Nanny Ogg looked worried.
“Supposing Magrat'd been here,” said Granny. “She'd see me being daft.”
“Well, she's safe in the castle,” said Nanny. “Learning how to be queen.”
“At least the thing about queening,” said Granny, “is that no one notices if you're doing it wrong. It has to be right 'cos it's you doing it.”

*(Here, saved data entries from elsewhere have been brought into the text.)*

//! Rope-backed buffer text with line/column addressing.
//!
//! Lines are separated by `'\n'`. A buffer always has at least one (possibly empty) line.

use ropey::Rope;

use crate::error::{OccurrenceError, Result};
use crate::position::Location;

/// Buffer text indexed by line.
///
/// Rope provides O(log N) line access, insertion, and deletion.
#[derive(Debug, Clone, Default)]
pub struct LineIndex {
    rope: Rope,
}

impl LineIndex {
    /// Build a line index from text.
    pub fn from_text(text: &str) -> Self {
        Self {
            rope: Rope::from_str(text),
        }
    }

    /// Total line count.
    pub fn line_count(&self) -> usize {
        self.rope.len_lines()
    }

    /// Total character count.
    pub fn char_count(&self) -> usize {
        self.rope.len_chars()
    }

    /// Text of one line, without its newline.
    pub fn line(&self, line: usize) -> Option<String> {
        if line >= self.rope.len_lines() {
            return None;
        }
        let mut text = self.rope.line(line).to_string();
        if text.ends_with('\n') {
            text.pop();
        }
        Some(text)
    }

    /// Length of one line in characters, without its newline.
    pub fn line_len(&self, line: usize) -> Option<usize> {
        if line >= self.rope.len_lines() {
            return None;
        }
        let start = self.rope.line_to_char(line);
        let len = if line + 1 < self.rope.len_lines() {
            self.rope.line_to_char(line + 1) - start - 1
        } else {
            self.rope.len_chars() - start
        };
        Some(len)
    }

    /// Character offset of `at`. Columns past the end of the line are clamped.
    pub fn to_char(&self, at: Location) -> Result<usize> {
        let len = self
            .line_len(at.line)
            .ok_or(OccurrenceError::OutOfBounds(at))?;
        Ok(self.rope.line_to_char(at.line) + at.column.min(len))
    }

    /// Location of a character offset (clamped to the end of the text).
    pub fn to_location(&self, char_offset: usize) -> Location {
        let char_offset = char_offset.min(self.rope.len_chars());
        let line = self.rope.char_to_line(char_offset);
        Location::new(line, char_offset - self.rope.line_to_char(line))
    }

    /// Text between two character offsets.
    pub fn slice(&self, start: usize, end: usize) -> String {
        let end = end.min(self.rope.len_chars());
        let start = start.min(end);
        self.rope.slice(start..end).to_string()
    }

    /// Insert text at a character offset.
    pub fn insert(&mut self, char_offset: usize, text: &str) {
        let char_offset = char_offset.min(self.rope.len_chars());
        self.rope.insert(char_offset, text);
    }

    /// Delete a character range.
    pub fn delete(&mut self, start: usize, end: usize) {
        let end = end.min(self.rope.len_chars());
        if start < end {
            self.rope.remove(start..end);
        }
    }

    /// The complete text.
    pub fn text(&self) -> String {
        self.rope.to_string()
    }
}

#[cfg(test)]
mod tests {
    use super::*;

    #[test]
    fn test_empty_text_has_one_line() {
        let index = LineIndex::from_text("");
        assert_eq!(index.line_count(), 1);
        assert_eq!(index.line(0).as_deref(), Some(""));
        assert_eq!(index.line(1), None);
    }

    #[test]
    fn test_location_conversion_round_trip() {
        let index = LineIndex::from_text("ABC\nDEF\nGHI");
        assert_eq!(index.to_char(Location::new(1, 0)).unwrap(), 4);
        assert_eq!(index.to_char(Location::new(2, 2)).unwrap(), 10);
        assert_eq!(index.to_location(4), Location::new(1, 0));
        assert_eq!(index.to_location(3), Location::new(0, 3));
        assert_eq!(index.to_location(99), Location::new(2, 3));
    }

    #[test]
    fn test_columns_clamp_and_lines_do_not() {
        let index = LineIndex::from_text("ab\ncd");
        assert_eq!(index.to_char(Location::new(0, 10)).unwrap(), 2);
        assert_eq!(
            index.to_char(Location::new(5, 0)).unwrap_err(),
            OccurrenceError::OutOfBounds(Location::new(5, 0))
        );
    }

    #[test]
    fn test_cjk_lines() {
        let index = LineIndex::from_text("你好\n世界");
        assert_eq!(index.line_len(0), Some(2));
        assert_eq!(index.to_location(3), Location::new(1, 0));
        assert_eq!(index.slice(1, 4), "好\n世");
    }

    #[test]
    fn test_insert_and_delete() {
        let mut index = LineIndex::from_text("Hello World");
        index.insert(6, "Beautiful\n");
        assert_eq!(index.line_count(), 2);
        assert_eq!(index.line(1).as_deref(), Some("World"));

        index.delete(5, 16);
        assert_eq!(index.text(), "HelloWorld");
    }
}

“S'funny, royalty,” said Nanny. “It's like magic. You take some girl with a bum like two pigs in a blanket and a head full of air and then she marries a king or a prince or someone and suddenly she's this radiant right royal princess. It's a funny old world.”
“I ain't going to kowtow to her, mind,” said Granny.
“You never kowtow to anyone anyway,” said Nanny Ogg patiently. “You never bowed to the old king. You barely gives young Verence a nod. You never kowtows to anyone ever, anyway.”
“That's right!” said Granny. “That's part of being a witch, that is.”
Nanny relaxed a bit. Granny being an old woman made her uneasy. Granny in her normal state of barely controlled anger was far more her old self.
Granny stood up.
“Old Toekley's girl, eh?”
“That's right.”
“Her mother was a Keeble, wasn't she? Fine woman, as I recall.”
“Yeah, but when she died the old man sent her off to Sto Lat to school.”
“Don't hold with schools,” said Granny Weatherwax. “They gets in the way of education. All them books. Books? What good are they? There's too much reading these days. We never had time to read when we was young, I know that.”
“We were too busy makin' our own entertainment.”
“Right. Come on - we ain't got much time.”
“What d'you mean?”
“It's not just the girls. There's something out there, too. Some kind of mind, movin' around.”
Granny shivered. She'd been aware of it in the same way that a skilled hunter, moving through the hills, is aware of another hunter - by the silences where there should have been noise, by the trampling of a stem, by the anger of the bees.
Nanny Ogg had never liked the idea of Borrowing, and Magrat had always refused even to give it a try. The old witches on the other side of the mountain had too much trouble with inconvenient in-body experiences to cope with the out-of-body kind. So Granny was used to having the mental dimension to herself.
There was a mind moving around in the kingdom, and Granny Weatherwax didn't understand it.
She Borrowed. You had to be careful. It was like a drug. You could ride the minds of animals and birds, but never bees, steering them gently, seeing through their eyes. Granny Weatherwax had many times flicked through the channels of consciousness around her. It was, to her, part of the heart of witchcraft. To see through other eyes . . .
. . . through the eyes of gnats, seeing the slow patterns of time in the fast pattern of one day, their minds travelling rapidly as lightning . . .
. . . to listen with the body of a beetle, so that the world is a three-dimensional pattern of vibrations . . .
. . . to see with the nose of a dog, all smells now colours . . .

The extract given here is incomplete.